After three months of waiting for Valley residents to come to her, Spokane County Commissioner Kate McCaslin decided Wednesday night was a good time to go to them.
Making good on a campaign promise to facilitate community involvement, McCaslin gathered county staff members, convened a town hall-style meeting at Horizon Junior High, and then listened for two hours while Valley residents quizzed her about the proposed Valley Couplet, mass transit, growth management, responsible growth, sewers, deteriorating roads and Mirabeau Point.
“I hope you don’t hold me accountable for the past and that you will hold me accountable for the next four years,” McCaslin told a crowd of about 50 people.
This week’s meeting was the first in what McCaslin plans to be a series of quarterly forums scattered around the Valley.
McCaslin’s message throughout Wednesday’s meeting was involvement and communication. Half the battle is identifying the problem, she said.
To that end, the head of almost ever major county department attended the meeting.
McCaslin called on Jim Haines, Valley Couplet project engineer, to explain that the proposed road’s first phase stops at University Road because of funding limitations. As soon as construction begins on that phase - the most expensive portion - money will be sought for a second phase that probably would connect with Appleway Avenue at Tschirley Road, he said.

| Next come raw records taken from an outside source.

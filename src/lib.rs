//! orderflow
//!
//! A resilient order pipeline on Kafka: an HTTP API publishes orders keyed
//! by their id, and a consumer runtime processes them with bounded
//! concurrency, fixed-backoff retries and a dead-letter topic.
//!
//! # Crates
//!
//! - `orderflow_types` - envelope, verdict, dead-letter record, order codec
//! - `orderflow_core` - producer gateway, classifier, retry scheduler,
//!   dead-letter router, consumer runtime
//! - `orderflow_kafka` - rdkafka broker client and topic provisioning
//! - `orderflow_api` - `POST /orders`
//!
//! # CLI Usage
//!
//! ```bash
//! # Create the orders and dead-letter topics
//! orderflow provision --kafka-brokers localhost:9092 --partitions 5
//!
//! # Accept orders over HTTP
//! orderflow api --listen-addr 0.0.0.0:8080
//!
//! # Process orders
//! RETRY_ATTEMPTS=5 RETRY_BACKOFF_MS=3000 orderflow consume
//!
//! # Both in one process
//! orderflow serve
//! ```

use std::sync::Arc;

use orderflow_core::{
    BrokerClient, ConsumerRuntime, DeadLetterRouter, MessageHandler, ProducerGateway,
};

pub mod config;
pub mod handler;

pub use config::{AppConfig, PipelineOpts};
pub use handler::OrderHandler;

/// Producer gateway for the orders topic.
pub fn order_gateway<B: BrokerClient + 'static>(config: &AppConfig, broker: Arc<B>) -> ProducerGateway {
    ProducerGateway::new(broker, config.topics.topic.clone())
}

/// Consumer runtime wired to `broker` with the configured policy.
pub fn consumer_runtime<B: BrokerClient + 'static>(
    config: &AppConfig,
    broker: Arc<B>,
    handler: Arc<dyn MessageHandler>,
) -> ConsumerRuntime {
    let dlq_gateway = ProducerGateway::new(broker.clone(), config.topics.dlq_topic.clone());
    let router = DeadLetterRouter::new(dlq_gateway, config.topics.dlq_topic.clone());
    ConsumerRuntime::new(
        broker,
        handler,
        config.retry,
        config.classifier.clone(),
        router,
        config.runtime.clone(),
    )
}
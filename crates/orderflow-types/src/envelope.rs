//! Message envelope.
//!
//! An [`Envelope`] wraps one record pulled from the log together with its
//! delivery metadata. It is created at poll time and lives until the
//! record reaches a terminal state (committed, or dead-lettered and then
//! committed). Nothing here is ever persisted.

use chrono::{DateTime, Utc};

/// One unit of work moving through the pipeline.
#[derive(Debug, Clone, PartialEq)]
pub struct Envelope {
    /// Domain entity id used as the record key
    pub key: String,
    /// Serialized domain event
    pub payload: Vec<u8>,
    /// Topic the record was read from
    pub source_topic: String,
    /// Partition the record was read from
    pub partition: i32,
    /// Offset within the partition
    pub offset: i64,
    /// Zero-based attempt counter within this consumer session
    pub attempt: u32,
    /// When this process first pulled the record
    pub first_seen_at: DateTime<Utc>,
}

impl Envelope {
    /// Create a fresh envelope at poll time, with `attempt = 0`.
    pub fn received(
        key: impl Into<String>,
        payload: Vec<u8>,
        source_topic: impl Into<String>,
        partition: i32,
        offset: i64,
    ) -> Self {
        Self {
            key: key.into(),
            payload,
            source_topic: source_topic.into(),
            partition,
            offset,
            attempt: 0,
            first_seen_at: Utc::now(),
        }
    }

    /// The same envelope, redelivered for one more attempt.
    pub fn next_attempt(&self) -> Self {
        Self {
            attempt: self.attempt.saturating_add(1),
            ..self.clone()
        }
    }

    /// Number of processing attempts including the current one.
    pub fn attempts_made(&self) -> u32 {
        self.attempt.saturating_add(1)
    }

    /// `topic/partition@offset`, for log lines.
    pub fn position(&self) -> String {
        format!("{}/{}@{}", self.source_topic, self.partition, self.offset)
    }
}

Utility Manager Bruce Rawls addressed a resident’s concern about the cost of hooking up to the sewer, saying a recently adopted revenue bond program should help distribute the costs more fairly because it will charge residents based on wastewater volume and not lot size.
John Mercer, who oversees long-range planning, was asked by McCaslin to explain the comprehensive planning phase of the state’s Growth Management Act.
County Engineer Bill Johns and Public Works Director Dennis Scott fielded questions about how road projects are funded and built.
One man wanted to know why more durable, concrete roads weren’t being built. Denise Adam wondered why new roads often were busy as soon as they opened. In those cases, engineers should plan for that and build wider roads, she said.
“If they need four lanes they should go ahead and build eight lanes,” Adam said.
Johns said engineers are aware of that problem, but it comes down to funding. Money is tight, making it tough to find funding for projects to meet even minimum needs.
“We’re drowning at year one,” Johns said. “When you’re drowning at year one it’s hard to look out at year 20.”
That’s where a county commissioner comes in, McCaslin said. It’s a county commissioner’s job to make sure the solutions are financially sound, McCaslin said.
“Government is about setting priorities,” McCaslin said.
McCaslin said her priorities have been keeping taxes down and limiting spending.
She said she has pushed to implement performance standards that projects must meet if backers hope to get future funding. Those standards include a list of detailed uses and goals, McCaslin said.
“The good news is I have found … that all three commissioners, including John Roskelley and Phil Harris, are in lock step on this issue,” McCaslin said. “It’s anything but a rubber stamp.”
McCaslin was forced to cut off comments at 9 p.m. because she had arranged to use the school for only two hours.
“I think you’re brave to have a meeting the week (property tax) assessments came out,” Rich King said.
That’s her job, McCaslin said.
“On New Year’s Eve I woke up at midnight and said, ‘Oh no, what have I done?”’ McCaslin said. “I now have 410,000 bosses.”